Real-time quantitative RT-PCR
The EBV-B cells were stimulated for 6 h with 103 IU/ml IFN-γ or 104 IU/ml IL-2. Total RNA was isolated using the RNeasy Mini Kit (Qiagen), and cDNA was prepared using the Quantitect Reverse Transcription Kit (Qiagen) after depletion of genomic DNA. Real-time quantitative PCR was performed using the LightCycler VIIA7 System (Roche). Gene transcript levels were normalized against an endogenous GAPDH control. The results were quoted as the fold-increase in expression, relative to the unstimulated state. Each experiment was performed in triplicate in at least two independent experiments.

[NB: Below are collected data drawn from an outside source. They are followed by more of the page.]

//! Ingestion and retrieval through `LegalIndex` with a deterministic embedder.

mod common;

use std::sync::atomic::Ordering;

use common::{DIM, HashEmbedder, empty_index, outage_index};
use legal_rag::document::{DocumentType, Jurisdiction, LegalDocument};
use legal_rag::error::LegalRagError;
use legal_rag::inmemory::InMemoryVectorStore;
use legal_rag::vectorstore::VectorStore;
use legal_rag::{EmbeddingRecord, RagConfig, sample_corpus};
use proptest::prelude::*;

fn config() -> RagConfig {
    RagConfig::builder().collection("test_index").embed_batch_size(3).build().unwrap()
}

#[tokio::test]
async fn upsert_is_idempotent_per_id() {
    let (index, _) = empty_index(&config()).await;
    let corpus = sample_corpus();

    assert_eq!(index.upsert(&corpus).await.unwrap(), 12);
    assert_eq!(index.upsert(&corpus[..4]).await.unwrap(), 4);

    let stats = index.stats().await.unwrap();
    assert_eq!(stats.document_count, 12);
    assert_eq!(stats.by_jurisdiction[&Jurisdiction::Federal], 9);
    assert_eq!(stats.by_jurisdiction[&Jurisdiction::State], 3);
}

#[tokio::test]
async fn embedding_outage_fails_ingestion_and_query() {
    let (index, embedder) = outage_index(&config()).await;
    let corpus = sample_corpus();
    index.upsert(&corpus[..3]).await.unwrap();

    embedder.go_down();
    let err = index.upsert(&corpus[3..]).await.unwrap_err();
    assert!(matches!(err, LegalRagError::EmbeddingService { .. }));
    let err = index.query("miranda warnings", 5, None).await.unwrap_err();
    assert!(matches!(err, LegalRagError::EmbeddingService { .. }));

    assert_eq!(index.stats().await.unwrap().document_count, 3);
    assert_eq!(embedder.successful_calls(), 3);
}

#[tokio::test]
async fn empty_index_returns_nothing_without_embedding() {
    let (index, embedder) = empty_index(&config()).await;
    let result = index.query("miranda warnings", 5, None).await.unwrap();
    assert!(result.is_empty());
    assert_eq!(embedder.calls.load(Ordering::SeqCst), 0);
}

#[tokio::test]
async fn zero_top_k_is_rejected() {
    let (index, _) = empty_index(&config()).await;
    let err = index.query("anything", 0, None).await.unwrap_err();
    assert!(matches!(err, LegalRagError::InvalidArgument(_)));
}

#[tokio::test]
async fn closest_document_ranks_first() {
    let (index, _) = empty_index(&config()).await;
    index.upsert(&sample_corpus()).await.unwrap();

    let miranda = sample_corpus().into_iter().find(|d| d.id == "sample_3").unwrap();
    let result = index.query(&miranda.text, 3, None).await.unwrap();
    assert_eq!(result.ids()[0], "sample_3");
    assert!(result.documents[0].distance < 1e-4);
}

#[tokio::test]
async fn filter_excludes_other_jurisdictions() {
    let (index, _) = empty_index(&config()).await;
    index.upsert(&sample_corpus()).await.unwrap();

    let result = index.query("school discrimination education", 10, Some(Jurisdiction::State)).await.unwrap();
    assert_eq!(result.len(), 3);
    assert!(result.iter().all(|hit| hit.document.jurisdiction == Jurisdiction::State));
}

#[tokio::test]
async fn reset_empties_the_collection() {
    let (index, _) = empty_index(&config()).await;
    index.upsert(&sample_corpus()).await.unwrap();
    index.reset().await.unwrap();

    let stats = index.stats().await.unwrap();
    assert_eq!(stats.document_count, 0);
    assert!(index.query("privacy", 5, None).await.unwrap().is_empty());
}

#[tokio::test]
async fn missing_collection_is_a_store_error() {
    let store = InMemoryVectorStore::new();
    let err = store.search("nope", &[0.0; DIM], 3, None).await.unwrap_err();
    assert!(matches!(err, LegalRagError::VectorStore { .. }));
}

fn arb_document() -> impl Strategy<Value = LegalDocument> {
    ("[a-z]{4,8}", "[a-z]{3,9}( [a-z]{3,9}){2,10}", any::<bool>()).prop_map(|(id, text, federal)| {
        LegalDocument {
            id,
            case_name: "Case".into(),
            citation: String::new(),
            court: String::new(),
            jurisdiction: if federal { Jurisdiction::Federal } else { Jurisdiction::State },
            date_filed: String::new(),
            text,
            snippet: String::new(),
            url: String::new(),
            document_type: DocumentType::CaseLaw,
        }
    })
}

proptest! {
    #![proptest_config(ProptestConfig::with_cases(64))]

    /// Results never exceed `top_k`, are ordered by ascending distance and
    /// honor the jurisdiction filter.
    #[test]
    fn query_is_bounded_sorted_and_filtered(
        docs in proptest::collection::vec(arb_document(), 1..25),
        question in "[a-z]{3,9}( [a-z]{3,9}){0,5}",
        top_k in 1usize..12,
        filter in proptest::option::of(prop_oneof![Just(Jurisdiction::Federal), Just(Jurisdiction::State)]),
    ) {
        let rt = tokio::runtime::Runtime::new().unwrap();
        let result = rt.block_on(async {
            let store = InMemoryVectorStore::new();
            store.create_collection("prop", DIM).await.unwrap();
            let records: Vec<EmbeddingRecord> = docs
                .iter()
                .map(|d| EmbeddingRecord {
                    id: d.id.clone(),
                    embedding: HashEmbedder::vector(&d.text),
                    document: d.clone(),
                })
                .collect();
            store.upsert("prop", &records).await.unwrap();
            store.search("prop", &HashEmbedder::vector(&question), top_k, filter).await.unwrap()
        });

        prop_assert!(result.len() <= top_k);
        for pair in result.windows(2) {
            prop_assert!(pair[0].distance <= pair[1].distance);
        }
        if let Some(expected) = filter {
            prop_assert!(result.iter().all(|hit| hit.document.jurisdiction == expected));
        }
    }
}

T-helper cell cytokine assays
Peripheral blood mononuclear cells from patients and HCs were stimulated ex vivo with phorbol myristate acetate (50 ng/ml; Sigma-Aldrich) and ionomycin (1 µg/ml; Sigma-Aldrich) for 4 h in the presence of brefeldin A (GolgiPlug, 1:1000; BD Biosciences), surface-stained, fixed/permeabilized (with a Cytofix/Cytoperm plus Kit, BD Biosciences) and stained with anti-IL-4, IL-17A and IFN-γ antibodies (Supplementary Table 2). The fraction of Th2, Th17, and Th1 cells was respectively determined (using flow cytometry) as the percentages of IL-4+, IL17A+, and IFN-γ+ cells among CD4+ CD45RO+ cells.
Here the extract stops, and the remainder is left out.